Really, like others before stated and explained, it comes down to being prepared and educated. Prime example...2yrs ago the building "management" evacuated all the tenants of our 12 floor office building to the center stairwells during a tornado warning. Although it was very safe, the only thing we were being kept safe from was the sunshine coming through the windows as the warning was for a storm 15 miles NE of our location (that was never near us) that was moving AWAY. All they heard was "Denver County" and panicked. I've also seen this same "management" team bungle the definitions of t-storm & tor watch and warning on posters they put up in the building.:eek:
 
Well-built schools should not close. An interior room in one of them is about as safe as it gets aside from being underground.

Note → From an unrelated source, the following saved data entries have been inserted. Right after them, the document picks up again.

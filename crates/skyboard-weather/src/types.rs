use serde::{Deserialize, Serialize};

/// Weather condition category as reported by the API.
///
/// Unknown strings are kept verbatim in `Other` so nothing is lost on the way
/// through; presentation falls back to a default icon for them.
#[derive(Debug, Clone, PartialEq, Eq, Hash, Serialize, Deserialize)]
#[serde(from = "String", into = "String")]
pub enum Condition {
    Clear,
    Clouds,
    Rain,
    Mist,
    Snow,
    Drizzle,
    Thunderstorm,
    Fog,
    Haze,
    Other(String),
}

impl Condition {
    pub fn as_str(&self) -> &str {
        match self {
            Self::Clear => "Clear",
            Self::Clouds => "Clouds",
            Self::Rain => "Rain",
            Self::Mist => "Mist",
            Self::Snow => "Snow",
            Self::Drizzle => "Drizzle",
            Self::Thunderstorm => "Thunderstorm",
            Self::Fog => "Fog",
            Self::Haze => "Haze",
            Self::Other(s) => s,
        }
    }

    /// Emoji shown on the card face
    pub fn icon(&self) -> &'static str {
        match self {
            Self::Clear => "☀️",
            Self::Clouds => "☁️",
            Self::Rain => "🌧️",
            Self::Mist | Self::Fog | Self::Haze => "🌫️",
            Self::Snow => "❄️",
            Self::Drizzle => "🌦️",
            Self::Thunderstorm => "⛈️",
            Self::Other(_) => "🌤️",
        }
    }

    /// Gradient class pair for the card background
    pub fn gradient(&self) -> &'static str {
        match self {
            Self::Clear => "from-green-400 to-green-600",
            Self::Clouds => "from-blue-400 to-blue-600",
            Self::Rain => "from-orange-400 to-orange-600",
            Self::Mist => "from-red-400 to-red-600",
            Self::Snow => "from-blue-200 to-blue-400",
            Self::Drizzle => "from-purple-400 to-purple-600",
            Self::Thunderstorm => "from-gray-600 to-gray-800",
            Self::Fog => "from-gray-500 to-gray-700",
            Self::Haze => "from-yellow-400 to-yellow-600",
            Self::Other(_) => "from-blue-400 to-blue-600",
        }
    }
}

impl From<String> for Condition {
    fn from(s: String) -> Self {
        match s.as_str() {
            "Clear" => Self::Clear,
            "Clouds" => Self::Clouds,
            "Rain" => Self::Rain,
            "Mist" => Self::Mist,
            "Snow" => Self::Snow,
            "Drizzle" => Self::Drizzle,
            "Thunderstorm" => Self::Thunderstorm,
            "Fog" => Self::Fog,
            "Haze" => Self::Haze,
            _ => Self::Other(s),
        }
    }
}

impl From<&str> for Condition {
    fn from(s: &str) -> Self {
        Self::from(s.to_string())
    }
}

impl From<Condition> for String {
    fn from(c: Condition) -> Self {
        match c {
            Condition::Other(s) => s,
            known => known.as_str().to_string(),
        }
    }
}

impl std::fmt::Display for Condition {
    fn fmt(&self, f: &mut std::fmt::Formatter<'_>) -> std::fmt::Result {
        f.write_str(self.as_str())
    }
}

/// Current conditions for one city
#[derive(Debug, Clone, PartialEq, Serialize, Deserialize)]
#[serde(rename_all = "camelCase")]
pub struct WeatherRecord {
    /// Stable unique identifier, used as the card key
    pub city_code: String,
    pub city_name: String,
    pub condition: Condition,
    pub temperature: f64,
    pub temp_min: f64,
    pub temp_max: f64,
    pub description: String,
    /// hPa
    pub pressure: i32,
    /// Percent
    pub humidity: i32,
    /// Kilometres
    pub visibility: f64,
    /// Metres per second
    pub wind_speed: f64,
    /// Compass bearing, 0-359
    pub wind_degree: i32,
    /// Unix epoch seconds
    pub sunrise: i64,
    /// Unix epoch seconds
    pub sunset: i64,
}
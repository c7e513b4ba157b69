pub mod card_model;
pub mod dashboard_model;

pub use card_model::{CardState, CardStates};
pub use dashboard_model::{DashboardController, DashboardEvent, DashboardState, Phase};
//! Weather data for Skyboard
//!
//! Record types as served by the weather API, the authorized fetch pipeline,
//! the search filter and the pure presentation mappings used by the cards.

pub mod client;
pub mod error;
pub mod fetcher;
pub mod filter;
pub mod presentation;
pub mod types;

pub use client::WeatherClient;
pub use error::FetchError;
pub use fetcher::{WeatherFetcher, WeatherSource};
pub use filter::filter_records;
pub use types::*;
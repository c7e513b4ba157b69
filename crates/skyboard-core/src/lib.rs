pub mod config;
pub mod error;

pub use config::{ApiConfig, AuthConfig, Config, UiConfig, ValidationResult};
pub use error::{AppError, AuthError, ConfigError, NetworkError, ReqwestErrorExt, WeatherError};

use anyhow::Result;

/// Initialize logging for the process.
///
/// Safe to call more than once; later calls leave the first subscriber in place.
pub fn init() -> Result<()> {
    let _ = tracing_subscriber::fmt()
        .with_env_filter(
            tracing_subscriber::EnvFilter::try_from_default_env()
                .unwrap_or_else(|_| tracing_subscriber::EnvFilter::new("info")),
        )
        .try_init();

    tracing::info!("Skyboard core initialized");
    Ok(())
}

Let the rugrats out at the wrong time and you end up with this (text from TornadoProject):

Belvidere High School [was struck by a tornado on April 21, 1967] while high school students were boarding sixteen buses already containing elementary school students. Twelve of the buses were overturned or thrown. One bus driver was killed, but most of the dead [13 total at the school]were students, who were "tossed like leaves" into adjacent fields. Students and teachers used school doors and plywood from nearby houses as stretchers for the injured students, of which there were 300. There was near F4 damage to homes nearby. South of Harvard, a school bus was ripped in half and thrown into power lines as the driver and 20 students hid in a ditch.
 
Flat out...no. An example of why not to close school all day was Enterprise, AL. I know....you would think this would be a good reason why it SHOULD have been closed, but here's the reason. Around 65% of the students in that area lived in mobile homes. Most parents would have left the kids home alone, if they were old enough, and they would NOT have stayed home. Also, it was the school that screwed up, by not having them in a safer place. If you close school every time there is a severe WATCH, you will very quickly begin to be the "boy who cried wolf". People will start to ignore ALL watches, then warnings, as being over exaggerated. If you keep the schools open, and provide a SAFE place for the students, this works better than any other plan out there. Enterprise made one mistake after the other>>>dismissing school JUST before the tornado hit, then not providing any safe place for them to be. Sometimes the one in charge needs to be more aware of what is actually happening.
 
I had to pick this topic for my first post. I certainly voted no. I was attending high school in Omaha on May 6, 1975. Omaha was hit by an F4 about 4:30 p.m. My private high school decided on an early dismissal of 1:30 pm. All this did was send the buses out in golf ball sized hail as several T-storms crossed Omaha during the afternoon before the tornadic storm arrived on the dry-line. I would have taken my chances in the school which btw the first floor is mostly below ground than have a tornado kill 60 on a schoolbus.

Do we have any guarantees that high-school age kids are going to stay home if school is closed, let's be real. Maybe we should tell people to leave their mobile homes on high-risk days because mobile homes are hit more often than schools.